**TASK DESCRIPTION**
All lines below containing the string "tooltip" are to be copied.

**DATA SHOWN**
----------------

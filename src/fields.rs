use serde::Serialize;

use crate::table::{ColumnType, Table};

#[derive(Debug, Clone, PartialEq, Serialize)]
pub struct SelectOption<T> {
    pub value: T,
    pub label: String,
}

impl SelectOption<String> {
    pub fn new(value: impl Into<String>, label: impl Into<String>) -> Self {
        SelectOption {
            value: value.into(),
            label: label.into(),
        }
    }

    pub fn first_non_time() -> Self {
        SelectOption::new("", "First non time field")
    }

    pub fn use_icon_field() -> Self {
        SelectOption::new("", "Use icon field")
    }
}

#[derive(Debug, Clone, PartialEq, Eq, Serialize)]
pub struct FieldRef {
    pub name: String,
    #[serde(rename = "type")]
    pub kind: ColumnType,
}

/// Column names across all series, optionally led by a synthetic entry.
pub fn list_fields(tables: &[Table], first: Option<SelectOption<String>>) -> Vec<SelectOption<String>> {
    first
        .into_iter()
        .chain(tables.iter().flat_map(|t| {
            t.columns.iter().map(|c| {
                let name = c.display_name();
                SelectOption::new(name, name)
            })
        }))
        .collect()
}

pub fn list_typed_fields(tables: &[Table]) -> Vec<SelectOption<FieldRef>> {
    tables
        .iter()
        .flat_map(|t| t.columns.iter())
        .map(|c| SelectOption {
            value: FieldRef {
                name: c.display_name().to_string(),
                kind: c.kind,
            },
            label: c.display_name().to_string(),
        })
        .collect()
}

pub fn find_first_non_time_field(tables: &[Table]) -> Option<FieldRef> {
    tables
        .iter()
        .flat_map(|t| t.columns.iter())
        .find(|c| !c.is_time())
        .map(|c| FieldRef {
            name: c.name.clone(),
            kind: c.kind,
        })
}

/// Dropdown contents of the panel editor. Alt and tooltip fall back to the
/// icon column, so their lists lead with that entry.
#[derive(Debug, Clone, PartialEq, Serialize)]
pub struct FieldOptions {
    pub icon: Vec<SelectOption<String>>,
    pub alt: Vec<SelectOption<String>>,
    pub tooltip: Vec<SelectOption<String>>,
    pub typed: Vec<SelectOption<FieldRef>>,
    pub first_non_time: Option<FieldRef>,
}

pub fn field_options(tables: &[Table]) -> FieldOptions {
    FieldOptions {
        icon: list_fields(tables, Some(SelectOption::first_non_time())),
        alt: list_fields(tables, Some(SelectOption::use_icon_field())),
        tooltip: list_fields(tables, Some(SelectOption::use_icon_field())),
        typed: list_typed_fields(tables),
        first_non_time: find_first_non_time_field(tables),
    }
}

----------------

**THE COMPLETED TASK**
/// Dropdown contents of the panel editor. Alt and tooltip fall back to the
    pub tooltip: Vec<SelectOption<String>>,
        tooltip: list_fields(tables, Some(SelectOption::use_icon_field())),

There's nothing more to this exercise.